## [Requirement]
Go over the listing that follows and work out how many lines have the string "crate"; reply with the number by itself.
******
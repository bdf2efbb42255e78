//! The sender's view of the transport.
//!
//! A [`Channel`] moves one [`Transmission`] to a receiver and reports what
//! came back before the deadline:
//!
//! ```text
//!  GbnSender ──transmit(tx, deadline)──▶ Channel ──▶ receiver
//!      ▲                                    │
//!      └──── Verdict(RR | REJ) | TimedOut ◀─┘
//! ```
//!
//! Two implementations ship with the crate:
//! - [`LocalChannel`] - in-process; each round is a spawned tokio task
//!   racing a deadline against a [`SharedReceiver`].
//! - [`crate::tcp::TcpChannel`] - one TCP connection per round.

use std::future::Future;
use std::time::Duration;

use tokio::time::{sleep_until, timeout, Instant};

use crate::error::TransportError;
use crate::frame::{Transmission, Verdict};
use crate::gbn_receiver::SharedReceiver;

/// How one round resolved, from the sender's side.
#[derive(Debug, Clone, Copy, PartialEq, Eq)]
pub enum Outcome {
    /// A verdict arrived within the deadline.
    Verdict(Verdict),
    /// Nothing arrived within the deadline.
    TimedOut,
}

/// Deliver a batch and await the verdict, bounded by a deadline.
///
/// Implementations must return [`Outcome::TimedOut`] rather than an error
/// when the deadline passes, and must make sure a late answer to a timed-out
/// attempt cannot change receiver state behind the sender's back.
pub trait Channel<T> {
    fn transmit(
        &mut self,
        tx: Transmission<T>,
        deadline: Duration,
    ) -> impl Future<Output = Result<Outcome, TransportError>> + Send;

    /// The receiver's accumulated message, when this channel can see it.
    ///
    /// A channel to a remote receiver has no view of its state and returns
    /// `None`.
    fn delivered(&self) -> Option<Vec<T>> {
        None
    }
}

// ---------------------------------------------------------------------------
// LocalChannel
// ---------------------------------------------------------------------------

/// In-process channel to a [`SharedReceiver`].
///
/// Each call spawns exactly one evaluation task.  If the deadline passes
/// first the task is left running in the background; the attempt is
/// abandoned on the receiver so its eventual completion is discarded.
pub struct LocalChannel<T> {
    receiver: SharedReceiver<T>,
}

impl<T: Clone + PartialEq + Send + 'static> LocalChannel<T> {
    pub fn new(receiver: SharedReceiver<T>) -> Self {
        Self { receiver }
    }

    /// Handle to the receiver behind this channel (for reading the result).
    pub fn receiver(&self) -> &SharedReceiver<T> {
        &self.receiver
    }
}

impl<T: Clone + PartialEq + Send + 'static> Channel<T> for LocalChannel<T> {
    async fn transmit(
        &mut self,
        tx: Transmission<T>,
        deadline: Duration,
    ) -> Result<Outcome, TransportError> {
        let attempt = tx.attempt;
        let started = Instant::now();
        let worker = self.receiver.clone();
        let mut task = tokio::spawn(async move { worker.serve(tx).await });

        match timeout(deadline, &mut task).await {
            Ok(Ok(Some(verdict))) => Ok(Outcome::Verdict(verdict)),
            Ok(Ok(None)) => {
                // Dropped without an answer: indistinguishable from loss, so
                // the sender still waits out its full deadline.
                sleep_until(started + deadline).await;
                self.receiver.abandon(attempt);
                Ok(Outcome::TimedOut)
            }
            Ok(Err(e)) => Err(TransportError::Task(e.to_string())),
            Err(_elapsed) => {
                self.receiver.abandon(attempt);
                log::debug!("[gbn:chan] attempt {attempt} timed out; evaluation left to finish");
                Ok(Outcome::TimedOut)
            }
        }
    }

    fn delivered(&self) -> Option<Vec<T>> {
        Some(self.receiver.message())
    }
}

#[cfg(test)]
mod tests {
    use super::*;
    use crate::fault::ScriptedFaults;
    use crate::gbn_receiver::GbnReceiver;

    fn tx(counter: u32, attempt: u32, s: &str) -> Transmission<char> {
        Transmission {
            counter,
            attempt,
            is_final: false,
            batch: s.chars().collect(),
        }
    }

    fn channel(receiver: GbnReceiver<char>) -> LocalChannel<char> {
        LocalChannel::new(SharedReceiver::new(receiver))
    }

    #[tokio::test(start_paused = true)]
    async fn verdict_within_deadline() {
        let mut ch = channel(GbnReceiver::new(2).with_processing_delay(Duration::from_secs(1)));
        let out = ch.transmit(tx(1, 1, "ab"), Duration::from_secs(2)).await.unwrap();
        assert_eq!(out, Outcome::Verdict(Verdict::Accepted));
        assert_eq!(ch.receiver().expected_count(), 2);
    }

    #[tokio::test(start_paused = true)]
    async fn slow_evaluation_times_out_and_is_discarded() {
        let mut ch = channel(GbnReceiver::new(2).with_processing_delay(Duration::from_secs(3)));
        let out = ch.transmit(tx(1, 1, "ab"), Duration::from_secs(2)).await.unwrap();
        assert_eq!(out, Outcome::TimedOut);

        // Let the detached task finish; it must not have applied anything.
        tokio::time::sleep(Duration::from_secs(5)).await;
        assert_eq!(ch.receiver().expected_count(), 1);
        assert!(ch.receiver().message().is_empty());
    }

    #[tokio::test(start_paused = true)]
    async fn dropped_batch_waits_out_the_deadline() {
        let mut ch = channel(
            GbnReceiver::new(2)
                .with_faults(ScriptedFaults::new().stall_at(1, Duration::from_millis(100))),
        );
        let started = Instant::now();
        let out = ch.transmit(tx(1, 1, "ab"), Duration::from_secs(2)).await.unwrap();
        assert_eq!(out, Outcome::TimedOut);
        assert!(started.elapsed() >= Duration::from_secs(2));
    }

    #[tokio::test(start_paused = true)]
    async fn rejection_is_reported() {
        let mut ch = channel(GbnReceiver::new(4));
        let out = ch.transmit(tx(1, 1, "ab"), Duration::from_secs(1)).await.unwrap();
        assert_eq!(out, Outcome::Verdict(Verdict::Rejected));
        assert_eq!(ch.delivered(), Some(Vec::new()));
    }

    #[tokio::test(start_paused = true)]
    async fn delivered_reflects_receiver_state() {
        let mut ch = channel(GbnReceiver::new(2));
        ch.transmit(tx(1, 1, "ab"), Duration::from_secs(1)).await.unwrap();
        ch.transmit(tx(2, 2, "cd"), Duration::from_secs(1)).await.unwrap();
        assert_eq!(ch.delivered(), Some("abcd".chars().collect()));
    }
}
******
## [Response to this task]
7